Anthony’s parents fled Civil War in South Sudan and relocated to a refugee camp in Uganda, where he was born and spent most of his life. At the age of 14, his family moved to America in search of greater opportunities, as there were limited jobs available to refugees in the area. As a teenager coming to a new country, very far from home, friends and familiarity, Anthony had a difficult time adjusting to his new life.
He remembers the first two weeks were filled with tears, loneliness, and extreme worry that he would not make any friends or find a group where he belongs. He started as a high school freshman in City Heights and within a month was introduced to UPAC’s Youth Business Enterprise Group. During the program, Anthony learned about starting his own business and participated in multiple community service events. His favorite part of the 6-week program was giving back to his own community by feeding the homeless and participating in neighborhood clean-ups.
After his cohort ended, Anthony realized UPAC was the place he belonged. He felt part of a family and knew that staying engaged with the organization would keep him out of trouble and away from the wrong crowd.
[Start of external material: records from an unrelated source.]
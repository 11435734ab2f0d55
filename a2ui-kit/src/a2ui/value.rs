//! A2UI Value Types
//!
//! Value descriptors used for data binding, and the binding primitives that
//! resolve them against a data model scope.

use std::borrow::Cow;

use serde::de::DeserializeOwned;
use serde::{Deserialize, Deserializer, Serialize};
use serde_json::Value;

/// A value that is either a literal or a path into the data model.
///
/// When both a literal and a path are present the literal wins.
///
/// # Examples
///
/// ```json
/// {"literalString": "Hello World"}
/// {"literalNumber": 42}
/// {"path": "/user/name"}
/// ```
#[derive(Debug, Clone, PartialEq, Default, Serialize)]
#[serde(rename_all = "camelCase")]
pub struct BoundValue {
    #[serde(skip_serializing_if = "Option::is_none")]
    pub literal_string: Option<String>,

    #[serde(skip_serializing_if = "Option::is_none")]
    pub literal_number: Option<f64>,

    #[serde(skip_serializing_if = "Option::is_none")]
    pub literal_boolean: Option<bool>,

    #[serde(skip_serializing_if = "Option::is_none")]
    pub path: Option<String>,
}

impl BoundValue {
    /// Create a literal string value
    pub fn literal(s: impl Into<String>) -> Self {
        BoundValue {
            literal_string: Some(s.into()),
            ..Default::default()
        }
    }

    /// Create a literal number value
    pub fn number(n: f64) -> Self {
        BoundValue {
            literal_number: Some(n),
            ..Default::default()
        }
    }

    /// Create a literal boolean value
    pub fn boolean(b: bool) -> Self {
        BoundValue {
            literal_boolean: Some(b),
            ..Default::default()
        }
    }

    /// Create a path reference
    pub fn path(p: impl Into<String>) -> Self {
        BoundValue {
            path: Some(p.into()),
            ..Default::default()
        }
    }

    pub fn is_literal(&self) -> bool {
        self.literal_string.is_some()
            || self.literal_number.is_some()
            || self.literal_boolean.is_some()
    }

    pub fn as_path(&self) -> Option<&str> {
        self.path.as_deref()
    }

    /// The literal as JSON. String beats number beats boolean.
    pub fn literal_value(&self) -> Option<Value> {
        if let Some(s) = &self.literal_string {
            return Some(Value::String(s.clone()));
        }
        if let Some(n) = self.literal_number {
            return serde_json::Number::from_f64(n).map(Value::Number);
        }
        self.literal_boolean.map(Value::Bool)
    }

    /// Resolve against a data scope. `None` means unbound or unresolved.
    pub fn resolve<'v>(&self, data: &'v Value) -> Option<Cow<'v, Value>> {
        if let Some(literal) = self.literal_value() {
            return Some(Cow::Owned(literal));
        }
        let path = self.path.as_deref()?;
        resolve_path(data, path).map(Cow::Borrowed)
    }
}

impl<'de> Deserialize<'de> for BoundValue {
    /// Bare JSON scalars are accepted as literals; in an object each field
    /// is read on its own so one bad field does not void the others.
    fn deserialize<D: Deserializer<'de>>(d: D) -> Result<Self, D::Error> {
        let value = Value::deserialize(d)?;
        let bound = match value {
            Value::String(s) => BoundValue::literal(s),
            Value::Number(n) => n.as_f64().map(BoundValue::number).unwrap_or_default(),
            Value::Bool(b) => BoundValue::boolean(b),
            Value::Object(map) => BoundValue {
                literal_string: map.get("literalString").and_then(|v| v.as_str()).map(str::to_owned),
                literal_number: map.get("literalNumber").and_then(Value::as_f64),
                literal_boolean: map.get("literalBoolean").and_then(Value::as_bool),
                path: map.get("path").and_then(|v| v.as_str()).map(str::to_owned),
            },
            _ => BoundValue::default(),
        };
        Ok(bound)
    }
}

/// Lenient field deserializer: anything that does not decode as `T` becomes `None`.
pub(crate) fn lenient<'de, D, T>(d: D) -> Result<Option<T>, D::Error>
where
    D: Deserializer<'de>,
    T: DeserializeOwned,
{
    let value = Option::<Value>::deserialize(d)?;
    Ok(value.and_then(|v| serde_json::from_value(v).ok()))
}

/// Walk a slash-delimited path from `data`.
///
/// `"/"` is the whole scope. Empty segments are ignored, so `"/a/b"` and
/// `"a/b"` address the same value. Array elements are addressed by index.
/// The walk stops with `None` at the first missing member or scalar.
pub fn resolve_path<'v>(data: &'v Value, path: &str) -> Option<&'v Value> {
    if path == "/" {
        return Some(data);
    }
    let mut segments = path.split('/').filter(|s| !s.is_empty()).peekable();
    segments.peek()?;

    segments.try_fold(data, |current, segment| match current {
        Value::Object(map) => map.get(segment),
        Value::Array(items) => segment.parse::<usize>().ok().and_then(|i| items.get(i)),
        _ => None,
    })
}

/// Resolve a descriptor to display text. Unresolved bindings give `""`.
pub fn resolve_text(value: &BoundValue, data: &Value) -> String {
    value
        .resolve(data)
        .map(|v| coerce_to_string(&v))
        .unwrap_or_default()
}

/// Resolve a descriptor to a number; unresolved or non-numeric gives `0`.
///
/// Numeric strings are accepted since agents often quote numbers.
pub fn resolve_number(value: &BoundValue, data: &Value) -> f64 {
    match value.resolve(data).as_deref() {
        Some(Value::Number(n)) => n.as_f64().unwrap_or(0.0),
        Some(Value::String(s)) => s.trim().parse::<f64>().unwrap_or(0.0),
        _ => 0.0,
    }
}

/// Resolve a descriptor to a flag; only `true` and `"true"` are set.
pub fn resolve_bool(value: &BoundValue, data: &Value) -> bool {
    match value.resolve(data).as_deref() {
        Some(Value::Bool(b)) => *b,
        Some(Value::String(s)) => s == "true",
        _ => false,
    }
}

/// Resolve a descriptor to a list of strings.
///
/// Arrays are coerced item by item; a single non-empty value is a list of one.
pub fn resolve_strings(value: &BoundValue, data: &Value) -> Vec<String> {
    match value.resolve(data).as_deref() {
        Some(Value::Array(items)) => items.iter().map(coerce_to_string).collect(),
        Some(Value::Null) | None => Vec::new(),
        Some(single) => {
            let text = coerce_to_string(single);
            if text.is_empty() { Vec::new() } else { vec![text] }
        }
    }
}

/// Join a path onto a base path into an absolute one, e.g. `/files/0/name`.
pub fn join_path(base: &str, path: &str) -> String {
    let segments: Vec<&str> = base
        .split('/')
        .chain(path.split('/'))
        .filter(|s| !s.is_empty())
        .collect();
    format!("/{}", segments.join("/"))
}

/// String coercion used by every text-bearing component.
///
/// `null` becomes empty, integral numbers drop the fractional part and
/// containers are shown as compact JSON.
pub fn coerce_to_string(value: &Value) -> String {
    match value {
        Value::Null => String::new(),
        Value::String(s) => s.clone(),
        Value::Bool(b) => b.to_string(),
        Value::Number(n) => format_number(n),
        Value::Array(_) | Value::Object(_) => value.to_string(),
    }
}

fn format_number(n: &serde_json::Number) -> String {
    if n.is_i64() || n.is_u64() {
        return n.to_string();
    }
    match n.as_f64() {
        Some(f) if f.is_finite() && f.fract() == 0.0 && f.abs() < 1e15 => {
            format!("{}", f as i64)
        }
        Some(f) => f.to_string(),
        None => n.to_string(),
    }
}

#[cfg(test)]
mod tests {
    use super::*;
    use serde_json::json;

    #[test]
    fn test_resolve_path_nested() {
        let data = json!({"a": {"b": 5}});
        assert_eq!(resolve_path(&data, "a/b"), Some(&json!(5)));
        assert_eq!(resolve_path(&data, "a/x"), None);
        assert_eq!(resolve_path(&data, "/"), Some(&data));
    }

    #[test]
    fn test_resolve_path_leading_slash_and_index() {
        let data = json!({"files": [{"name": "a.txt"}, {"name": "b.txt"}]});
        assert_eq!(resolve_path(&data, "/files/1/name"), Some(&json!("b.txt")));
        assert_eq!(resolve_path(&data, "files/7/name"), None);
        assert_eq!(resolve_path(&data, "files/first"), None);
    }

    #[test]
    fn test_resolve_path_through_null() {
        let data = json!({"a": null});
        assert_eq!(resolve_path(&data, "a/b/c"), None);
        assert_eq!(resolve_path(&data, ""), None);
    }

    #[test]
    fn test_join_path() {
        assert_eq!(join_path("/", "/name"), "/name");
        assert_eq!(join_path("/files/0", "name"), "/files/0/name");
        assert_eq!(join_path("/files/0/", "/"), "/files/0");
        assert_eq!(join_path("", ""), "/");
    }

    #[test]
    fn test_resolve_number_and_bool() {
        let data = json!({"volume": 7.5, "quoted": " 3 ", "on": true, "off": "no"});
        assert_eq!(resolve_number(&BoundValue::path("/volume"), &data), 7.5);
        assert_eq!(resolve_number(&BoundValue::path("/quoted"), &data), 3.0);
        assert_eq!(resolve_number(&BoundValue::path("/on"), &data), 0.0);
        assert_eq!(resolve_number(&BoundValue::number(2.0), &data), 2.0);

        assert!(resolve_bool(&BoundValue::path("/on"), &data));
        assert!(!resolve_bool(&BoundValue::path("/off"), &data));
        assert!(!resolve_bool(&BoundValue::path("/missing"), &data));
        assert!(resolve_bool(&BoundValue::boolean(true), &data));
    }

    #[test]
    fn test_resolve_strings() {
        let data = json!({"many": ["a", 2], "one": "b", "none": ""});
        assert_eq!(resolve_strings(&BoundValue::path("/many"), &data), vec!["a", "2"]);
        assert_eq!(resolve_strings(&BoundValue::path("/one"), &data), vec!["b"]);
        assert!(resolve_strings(&BoundValue::path("/none"), &data).is_empty());
        assert!(resolve_strings(&BoundValue::path("/missing"), &data).is_empty());
    }

    #[test]
    fn test_literal_beats_path() {
        let data = json!({"a": {"b": "from path"}});
        let value: BoundValue =
            serde_json::from_value(json!({"literalString": "X", "path": "a/b"})).unwrap();
        assert_eq!(resolve_text(&value, &data), "X");
    }

    #[test]
    fn test_resolve_text_coercion() {
        let data = json!({"n": 3.0, "f": 2.5, "t": true, "z": null, "o": {"k": 1}});
        assert_eq!(resolve_text(&BoundValue::path("n"), &data), "3");
        assert_eq!(resolve_text(&BoundValue::path("f"), &data), "2.5");
        assert_eq!(resolve_text(&BoundValue::path("t"), &data), "true");
        assert_eq!(resolve_text(&BoundValue::path("z"), &data), "");
        assert_eq!(resolve_text(&BoundValue::path("o"), &data), r#"{"k":1}"#);
        assert_eq!(resolve_text(&BoundValue::path("missing"), &data), "");
        assert_eq!(resolve_text(&BoundValue::default(), &data), "");
        assert_eq!(resolve_text(&BoundValue::number(42.0), &data), "42");
    }

    #[test]
    fn test_lenient_descriptor_shapes() {
        let bare: BoundValue = serde_json::from_value(json!("Hello")).unwrap();
        assert_eq!(bare.literal_string.as_deref(), Some("Hello"));

        let odd: BoundValue =
            serde_json::from_value(json!({"literalString": 5, "path": "/name"})).unwrap();
        assert!(!odd.is_literal());
        assert_eq!(odd.as_path(), Some("/name"));

        let junk: BoundValue = serde_json::from_value(json!([1, 2])).unwrap();
        assert_eq!(junk, BoundValue::default());
    }
}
Throughout high school, he stayed involved in UPAC’s programming, became best friends with many of his fellow UPAC youth, and was hired to work at the Neighborhood Enterprise Center in 2018. In addition to working at the center, Anthony is currently pursuing a degree in Sociology and hopes to one day use his life experiences to uplift his community. Eventually, he would love to go back to Africa and start an organization that inspires and empowers local youth.